- **DATASET EXTRACT**
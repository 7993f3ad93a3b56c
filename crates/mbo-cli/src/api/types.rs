//! MISP wire types
//!
//! Only the slices of the MISP JSON surface this tool touches are modeled;
//! unknown fields are ignored on deserialization.

use serde::{Deserialize, Serialize};
use std::collections::HashMap;

/// An object template as MISP describes it (read-only for this tool).
#[derive(Debug, Clone, Serialize, Deserialize)]
pub struct ObjectTemplate {
    /// Opaque identifier, used in the submission URL
    pub id: String,

    /// Template name, matched against `ObjectRecord::kind`
    pub name: String,
}

/// Wrapper element in the template listing (`{"ObjectTemplate": {...}}`).
#[derive(Debug, Clone, Serialize, Deserialize)]
pub struct ObjectTemplateEntry {
    #[serde(rename = "ObjectTemplate")]
    pub object_template: ObjectTemplate,
}

/// Template listing envelope; a response without the `response` key is a
/// fetch failure regardless of HTTP status.
#[derive(Debug, Clone, Deserialize)]
pub struct TemplateListResponse {
    pub response: Option<Vec<ObjectTemplateEntry>>,
}

/// Name -> template id mapping, built once right after the template fetch.
///
/// MISP does not guarantee template names are unique; when duplicates occur
/// the first one in listing order wins.
#[derive(Debug, Clone)]
pub struct TemplateIndex {
    by_name: HashMap<String, String>,
    names: Vec<String>,
}

impl TemplateIndex {
    /// Build the index from the template listing, in listing order.
    pub fn new(entries: &[ObjectTemplateEntry]) -> Self {
        let mut by_name = HashMap::with_capacity(entries.len());
        let mut names = Vec::with_capacity(entries.len());

        for entry in entries {
            let template = &entry.object_template;
            by_name
                .entry(template.name.clone())
                .or_insert_with(|| template.id.clone());
            names.push(template.name.clone());
        }

        Self { by_name, names }
    }

    /// Resolve a kind to a template id (case-sensitive exact match).
    pub fn resolve(&self, kind: &str) -> Option<&str> {
        self.by_name.get(kind).map(String::as_str)
    }

    /// Every template name in listing order, for diagnostics.
    pub fn names(&self) -> &[String] {
        &self.names
    }
}

/// Request body for `POST /events/add`.
#[derive(Debug, Clone, Serialize)]
pub struct AddEventRequest {
    #[serde(rename = "Event")]
    pub event: NewEvent,
}

/// The event to create.
#[derive(Debug, Clone, Serialize)]
pub struct NewEvent {
    /// Event title (the `info` field)
    pub info: String,

    /// Distribution level 0-4, new events only
    #[serde(skip_serializing_if = "Option::is_none")]
    pub distribution: Option<u8>,
}

/// Response from `POST /events/add`.
#[derive(Debug, Clone, Deserialize)]
pub struct AddEventResponse {
    #[serde(rename = "Event")]
    pub event: Option<CreatedEvent>,

    pub errors: Option<serde_json::Value>,
}

/// The slice of a created event the tool needs.
#[derive(Debug, Clone, Deserialize)]
pub struct CreatedEvent {
    pub uuid: String,
}

/// Response from `POST /objects/add/...`; only the error payload matters.
#[derive(Debug, Clone, Deserialize)]
pub struct AddObjectResponse {
    pub errors: Option<serde_json::Value>,
}

#[cfg(test)]
#[allow(clippy::unwrap_used, clippy::expect_used)]
mod tests {
    use super::*;

    fn entry(id: &str, name: &str) -> ObjectTemplateEntry {
        ObjectTemplateEntry {
            object_template: ObjectTemplate {
                id: id.to_string(),
                name: name.to_string(),
            },
        }
    }

    #[test]
    fn test_index_resolves_names() {
        let index = TemplateIndex::new(&[entry("1", "person"), entry("2", "file")]);

        assert_eq!(index.resolve("person"), Some("1"));
        assert_eq!(index.resolve("file"), Some("2"));
        assert_eq!(index.resolve("domain-ip"), None);
        // Case-sensitive by design
        assert_eq!(index.resolve("Person"), None);
    }

    #[test]
    fn test_index_first_match_wins_on_duplicates() {
        let index =
            TemplateIndex::new(&[entry("1", "person"), entry("2", "person"), entry("3", "file")]);

        assert_eq!(index.resolve("person"), Some("1"));
        // Diagnostics still list every entry
        assert_eq!(index.names(), &["person", "person", "file"]);
    }

    #[test]
    fn test_template_list_deserialization() {
        let json = r#"{"response": [{"ObjectTemplate": {"id": "9", "name": "person", "version": "14"}}]}"#;
        let parsed: TemplateListResponse = serde_json::from_str(json).unwrap();
        let entries = parsed.response.unwrap();
        assert_eq!(entries.len(), 1);
        assert_eq!(entries[0].object_template.name, "person");
        assert_eq!(entries[0].object_template.id, "9");
    }

    #[test]
    fn test_template_list_without_response_key() {
        let json = r#"{"message": "Authentication failed"}"#;
        let parsed: TemplateListResponse = serde_json::from_str(json).unwrap();
        assert!(parsed.response.is_none());
    }

    #[test]
    fn test_add_event_request_shape() {
        let request = AddEventRequest {
            event: NewEvent {
                info: "Batch import".to_string(),
                distribution: Some(3),
            },
        };

        let json = serde_json::to_value(&request).unwrap();
        assert_eq!(json["Event"]["info"], "Batch import");
        assert_eq!(json["Event"]["distribution"], 3);
    }
}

- **TASK OBJECTIVE**
Write the material out again in its entirety, exactly as shown.

- **RESULT BELOW**
repository 7993f3ad93a3b56c
filename crates/mbo-cli/src/api/types.rs
//! MISP wire types
//!
//! Only the slices of the MISP JSON surface this tool touches are modeled;
//! unknown fields are ignored on deserialization.

use serde::{Deserialize, Serialize};
use std::collections::HashMap;

/// An object template as MISP describes it (read-only for this tool).
#[derive(Debug, Clone, Serialize, Deserialize)]
pub struct ObjectTemplate {
    /// Opaque identifier, used in the submission URL
    pub id: String,

    /// Template name, matched against `ObjectRecord::kind`
    pub name: String,
}

/// Wrapper element in the template listing (`{"ObjectTemplate": {...}}`).
#[derive(Debug, Clone, Serialize, Deserialize)]
pub struct ObjectTemplateEntry {
    #[serde(rename = "ObjectTemplate")]
    pub object_template: ObjectTemplate,
}

/// Template listing envelope; a response without the `response` key is a
/// fetch failure regardless of HTTP status.
#[derive(Debug, Clone, Deserialize)]
pub struct TemplateListResponse {
    pub response: Option<Vec<ObjectTemplateEntry>>,
}

/// Name -> template id mapping, built once right after the template fetch.
///
/// MISP does not guarantee template names are unique; when duplicates occur
/// the first one in listing order wins.
#[derive(Debug, Clone)]
pub struct TemplateIndex {
    by_name: HashMap<String, String>,
    names: Vec<String>,
}

impl TemplateIndex {
    /// Build the index from the template listing, in listing order.
    pub fn new(entries: &[ObjectTemplateEntry]) -> Self {
        let mut by_name = HashMap::with_capacity(entries.len());
        let mut names = Vec::with_capacity(entries.len());

        for entry in entries {
            let template = &entry.object_template;
            by_name
                .entry(template.name.clone())
                .or_insert_with(|| template.id.clone());
            names.push(template.name.clone());
        }

        Self { by_name, names }
    }

    /// Resolve a kind to a template id (case-sensitive exact match).
    pub fn resolve(&self, kind: &str) -> Option<&str> {
        self.by_name.get(kind).map(String::as_str)
    }

    /// Every template name in listing order, for diagnostics.
    pub fn names(&self) -> &[String] {
        &self.names
    }
}

/// Request body for `POST /events/add`.
#[derive(Debug, Clone, Serialize)]
pub struct AddEventRequest {
    #[serde(rename = "Event")]
    pub event: NewEvent,
}

/// The event to create.
#[derive(Debug, Clone, Serialize)]
pub struct NewEvent {
    /// Event title (the `info` field)
    pub info: String,

    /// Distribution level 0-4, new events only
    #[serde(skip_serializing_if = "Option::is_none")]
    pub distribution: Option<u8>,
}

/// Response from `POST /events/add`.
#[derive(Debug, Clone, Deserialize)]
pub struct AddEventResponse {
    #[serde(rename = "Event")]
    pub event: Option<CreatedEvent>,

    pub errors: Option<serde_json::Value>,
}

/// The slice of a created event the tool needs.
#[derive(Debug, Clone, Deserialize)]
pub struct CreatedEvent {
    pub uuid: String,
}

/// Response from `POST /objects/add/...`; only the error payload matters.
#[derive(Debug, Clone, Deserialize)]
pub struct AddObjectResponse {
    pub errors: Option<serde_json::Value>,
}

#[cfg(test)]
#[allow(clippy::unwrap_used, clippy::expect_used)]
mod tests {
    use super::*;

    fn entry(id: &str, name: &str) -> ObjectTemplateEntry {
        ObjectTemplateEntry {
            object_template: ObjectTemplate {
                id: id.to_string(),
                name: name.to_string(),
            },
        }
    }

    #[test]
    fn test_index_resolves_names() {
        let index = TemplateIndex::new(&[entry("1", "person"), entry("2", "file")]);

        assert_eq!(index.resolve("person"), Some("1"));
        assert_eq!(index.resolve("file"), Some("2"));
        assert_eq!(index.resolve("domain-ip"), None);
        // Case-sensitive by design
        assert_eq!(index.resolve("Person"), None);
    }

    #[test]
    fn test_index_first_match_wins_on_duplicates() {
        let index =
            TemplateIndex::new(&[entry("1", "person"), entry("2", "person"), entry("3", "file")]);

        assert_eq!(index.resolve("person"), Some("1"));
        // Diagnostics still list every entry
        assert_eq!(index.names(), &["person", "person", "file"]);
    }

    #[test]
    fn test_template_list_deserialization() {
        let json = r#"{"response": [{"ObjectTemplate": {"id": "9", "name": "person", "version": "14"}}]}"#;
        let parsed: TemplateListResponse = serde_json::from_str(json).unwrap();
        let entries = parsed.response.unwrap();
        assert_eq!(entries.len(), 1);
        assert_eq!(entries[0].object_template.name, "person");
        assert_eq!(entries[0].object_template.id, "9");
    }

    #[test]
    fn test_template_list_without_response_key() {
        let json = r#"{"message": "Authentication failed"}"#;
        let parsed: TemplateListResponse = serde_json::from_str(json).unwrap();
        assert!(parsed.response.is_none());
    }

    #[test]
    fn test_add_event_request_shape() {
        let request = AddEventRequest {
            event: NewEvent {
                info: "Batch import".to_string(),
                distribution: Some(3),
            },
        };

        let json = serde_json::to_value(&request).unwrap();
        assert_eq!(json["Event"]["info"], "Batch import");
        assert_eq!(json["Event"]["distribution"], 3);
    }
}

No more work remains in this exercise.